* What to work on *
Find every line in the records below that contains the word "planar", and copy each such line.

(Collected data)
-=-=-

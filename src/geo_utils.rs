//! Geographic utilities: great-circle distance, local planar projection and
//! polyline length.

use geo::{Distance, Haversine, Point};

use crate::GpsPoint;

/// Earth radius used by the local tangent-plane projection (meters).
pub const EARTH_RADIUS_M: f64 = 6_371_000.0;

/// Calculate haversine distance between two GPS points in meters.
pub fn haversine_distance(p1: &GpsPoint, p2: &GpsPoint) -> f64 {
    let point1 = Point::new(p1.longitude, p1.latitude);
    let point2 = Point::new(p2.longitude, p2.latitude);
    Haversine::distance(point1, point2)
}

/// Total length of a polyline in meters.
pub fn polyline_length(points: &[GpsPoint]) -> f64 {
    points
        .windows(2)
        .map(|pair| haversine_distance(&pair[0], &pair[1]))
        .sum()
}

/// Equirectangular projection onto a plane tangent at an origin.
///
/// Accurate to well under a meter over the few kilometres that matter for
/// off-trail checks and trace editing, and far cheaper than geodesics.
#[derive(Debug, Clone, Copy)]
pub struct LocalProjection {
    lat0: f64,
    lon0: f64,
    cos_lat0: f64,
}

impl LocalProjection {
    /// Create a projection centered on `origin`.
    pub fn centered_on(origin: &GpsPoint) -> Self {
        let lat0 = origin.latitude.to_radians();
        Self {
            lat0,
            lon0: origin.longitude.to_radians(),
            cos_lat0: lat0.cos(),
        }
    }

    /// Project a point to planar (x east, y north) meters.
    pub fn to_xy(&self, p: &GpsPoint) -> (f64, f64) {
        let lat = p.latitude.to_radians();
        let lon = p.longitude.to_radians();
        let x = (lon - self.lon0) * self.cos_lat0 * EARTH_RADIUS_M;
        let y = (lat - self.lat0) * EARTH_RADIUS_M;
        (x, y)
    }

    /// Inverse of [`LocalProjection::to_xy`].
    pub fn from_xy(&self, x: f64, y: f64) -> GpsPoint {
        let lat = (y / EARTH_RADIUS_M + self.lat0).to_degrees();
        let lon = (x / (EARTH_RADIUS_M * self.cos_lat0) + self.lon0).to_degrees();
        GpsPoint::new(lat, lon)
    }
}

/// Move a point by planar offsets in meters. Handy for building test paths.
pub fn offset_meters(origin: &GpsPoint, east_m: f64, north_m: f64) -> GpsPoint {
    LocalProjection::centered_on(origin).from_xy(east_m, north_m)
}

-=-=-

* Finished exercise *
//! Geographic utilities: great-circle distance, local planar projection and
    /// Project a point to planar (x east, y north) meters.
/// Move a point by planar offsets in meters. Handy for building test paths.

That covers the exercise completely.